Stress is linked to many health problems, including depression and cardiovascular diseases. Less known is the fact that stress can also cause infertility.
A joint study by the National Institutes of Health and the University of Oxford reports that stress can prevent a woman from becoming pregnant. The researchers identified the substance as alpha-amylase which is an enzyme secreted by the parotid gland via the saliva to help digest starchy food. However, starch is not the only thing that triggers alpha-amylase secretion. It is also secreted in response to the presence of catecholamines, “compounds that initiate a type of stress response.”
The researchers followed up 274 English women of reproductive age (18 to 40 years) who were trying to conceive and charted their ovulation cycles. The women were participants in the Oxford Conception Study that investigated whether daily information from a fertility-monitoring device would increase the chances of conception. The phases of their monthly cycles were tracked using home fertility test kits.

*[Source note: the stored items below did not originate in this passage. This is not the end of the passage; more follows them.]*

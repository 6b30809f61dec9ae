use clap::ValueEnum;
use serde::{Deserialize, Serialize};
use strum::{Display, EnumIter, EnumString};

/// Time granularity used to aggregate and rank downloads.
#[derive(Debug, Clone, Copy, Default, PartialEq, Eq, Hash, Display, EnumIter, EnumString, ValueEnum, Serialize, Deserialize)]
#[strum(serialize_all = "lowercase")]
#[serde(rename_all = "lowercase")]
pub enum Window {
    /// The last complete day
    Day,

    /// The last seven complete days
    Week,

    /// The last month of complete days
    #[default]
    Month,
}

In the current study on alpha-amylase, the participants were asked to collect a saliva sample on the 6th day of their ovulation cycles. The saliva samples were tested for stress-related substances, including alpha-amylase and the stress hormone cortisol. The saliva analyses were performed till the participant conceives or until 6 menstrual cycles were completed.
The results showed that women with high levels of alpha-amylase in their saliva are less likely to conceive compared to those with normal or low levels during the fertile window –e.g. the 6 days of the cycle when conception is likely to occur.

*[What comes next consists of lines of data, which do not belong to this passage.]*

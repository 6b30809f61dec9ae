use super::Host;
use super::config::{CONFIG_FILE_NAME, Config};
use crate::Result;
use camino::{Utf8Path, Utf8PathBuf};
use clap::Parser;
use std::io::Write;

#[derive(Parser, Debug)]
pub struct ValidateArgs {
    /// Path to configuration file (default is `npm-rank.toml`)
    #[arg(long, short = 'c', value_name = "PATH")]
    pub config: Option<Utf8PathBuf>,
}

/// Loads a configuration file, which parses and validates it, and reports the outcome
///
/// # Errors
///
/// Returns an error if the config file cannot be loaded, parsed, or validated
pub fn validate_config<H: Host>(host: &mut H, args: &ValidateArgs) -> Result<()> {
    validate_config_in(host, Utf8Path::new("."), args)
}

fn validate_config_in<H: Host>(host: &mut H, base_dir: &Utf8Path, args: &ValidateArgs) -> Result<()> {
    let config_path = args.config.as_ref();

    match Config::load(base_dir, config_path) {
        Ok(config) => {
            let _ = writeln!(host.output(), "Configuration file is valid");
            if let Some(path) = config_path {
                let _ = writeln!(host.output(), "Config file: {path}");
            } else if base_dir.join(CONFIG_FILE_NAME).exists() {
                let _ = writeln!(host.output(), "Config file: {}", base_dir.join(CONFIG_FILE_NAME));
            } else {
                let _ = writeln!(host.output(), "Using default configuration (no config file found)");
            }

            let _ = writeln!(
                host.output(),
                "Package names per request: up to {} characters",
                config.planner()?.max_batch_len()
            );
            Ok(())
        }
        Err(e) => {
            let _ = writeln!(host.error(), "❌ Configuration validation failed: {e:#}");
            host.exit(1);
            Err(e)
        }
    }
}

#[cfg(test)]
#[cfg_attr(coverage_nightly, coverage(off))]
mod tests {
    use super::*;
    use crate::commands::host::TestHost;
    use crate::commands::init::{InitArgs, init_config};

    fn temp_dir() -> (tempfile::TempDir, Utf8PathBuf) {
        let dir = tempfile::tempdir().expect("Failed to create temp dir");
        let path = Utf8PathBuf::try_from(dir.path().to_path_buf()).expect("temp dir should be UTF-8");
        (dir, path)
    }

    fn validate_file(contents: &str) -> (TestHost, Result<()>) {
        let (_dir, base) = temp_dir();
        let config_path = base.join("config.toml");
        std::fs::write(&config_path, contents).expect("Failed to write test config");

        let mut host = TestHost::new();
        let args = ValidateArgs { config: Some(config_path) };
        let result = validate_config_in(&mut host, &base, &args);
        (host, result)
    }

    #[test]
    fn test_default_config_is_valid() {
        let (_dir, base) = temp_dir();
        let config_path = base.join(CONFIG_FILE_NAME);

        let mut init_host = TestHost::new();
        let init_args = InitArgs {
            output: Some(config_path.clone()),
        };
        init_config(&mut init_host, &init_args).expect("init_config should succeed");
        assert!(init_host.output_str().contains("Generated default configuration file"));

        let mut host = TestHost::new();
        let args = ValidateArgs { config: Some(config_path) };
        let result = validate_config_in(&mut host, &base, &args);

        assert!(result.is_ok(), "Default configuration should validate successfully: {result:?}");
        assert!(host.output_str().contains("Configuration file is valid"));
        assert!(host.output_str().contains("up to 1999 characters"));
        assert_eq!(host.exit_code, None);
    }

    #[test]
    fn test_default_config_matches_embedded() {
        let default_config = Config::default();
        let parsed_config: Config =
            toml::from_str(super::super::config::DEFAULT_CONFIG_TOML).expect("DEFAULT_CONFIG_TOML should parse successfully");

        let default_toml = toml::to_string(&default_config).expect("default config should serialize");
        let parsed_toml = toml::to_string(&parsed_config).expect("parsed config should serialize");

        assert_eq!(default_toml, parsed_toml, "Config::default() should match parsing DEFAULT_CONFIG_TOML");
    }

    #[test]
    fn test_no_config_file_uses_defaults() {
        let (_dir, base) = temp_dir();

        let mut host = TestHost::new();
        let result = validate_config_in(&mut host, &base, &ValidateArgs { config: None });

        assert!(result.is_ok());
        assert!(host.output_str().contains("Using default configuration"));
    }

    #[test]
    fn test_config_file_found_in_base_dir() {
        let (_dir, base) = temp_dir();
        std::fs::write(base.join(CONFIG_FILE_NAME), "max_concurrent_requests = 1\n").expect("Failed to write test config");

        let mut host = TestHost::new();
        let result = validate_config_in(&mut host, &base, &ValidateArgs { config: None });

        assert!(result.is_ok());
        assert!(host.output_str().contains(CONFIG_FILE_NAME));
    }

    #[test]
    fn test_invalid_toml_syntax() {
        let (host, result) = validate_file("stats_hosts = [\"https://api.npmjs.org\"\n");

        assert!(result.is_err(), "Invalid TOML syntax should fail validation");
        assert!(host.error_str().contains("Configuration validation failed"));
        assert_eq!(host.exit_code, Some(1));
    }

    #[test]
    fn test_unknown_field() {
        let (host, result) = validate_file("unknown_field = \"value\"\n");

        assert!(result.is_err(), "Unknown field should fail validation");
        assert!(host.error_str().contains("unknown_field"));
    }

    #[test]
    fn test_invalid_duration_format() {
        let (_host, result) = validate_file("request_timeout = \"not a valid duration\"\n");
        assert!(result.is_err(), "Invalid duration format should fail validation");
    }

    #[test]
    fn test_empty_stats_hosts() {
        let (host, result) = validate_file("stats_hosts = []\n");

        assert!(result.is_err(), "Empty stats_hosts should fail validation");
        assert!(host.error_str().contains("stats_hosts"));
    }

    #[test]
    fn test_request_length_too_small() {
        let (_host, result) = validate_file("max_request_length = 10\n");
        assert!(result.is_err(), "A request length with no room for names should fail validation");
    }

    #[test]
    fn test_empty_config_is_valid() {
        let (_host, result) = validate_file("# Empty config file\n");
        assert!(result.is_ok(), "Empty config should be valid (uses defaults)");
    }

    #[test]
    fn test_config_with_only_limits() {
        let (host, result) = validate_file(
            r#"
max_request_length = 4096
max_concurrent_requests = 2
request_timeout = "5s"
"#,
        );

        assert!(result.is_ok(), "Config with only limits should be valid: {result:?}");
        assert!(host.output_str().contains("up to 4047 characters"));
    }
}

According to study author Germaine Buck Louis, director of the NICHD’s Division of Epidemiology, Statistics, and Prevention Research:
“Overall, the 25 percent of women in the study who had the highest alpha-amylase levels had roughly an estimated 12 percent reduction in getting pregnant each cycle in comparison to women with the lowest concentrations.”
Cortisol levels on the other hand were not associated with the chances of conception. Dr. Cecilia Pyper who heads the Oxford Conception Study comments:
“This is the first study to show an association between a biomarker of stress and a reduction in women’s chances of conceiving throughout the fertile window — underscoring the importance of considering stress when attempting to identify the determinants of conception.”
In addition, it also highlights the need for finding ways to alleviate stress in women who are trying to get pregnant. This is especially difficult since each failed attempt brings even more stress that sets off a vicious cycle.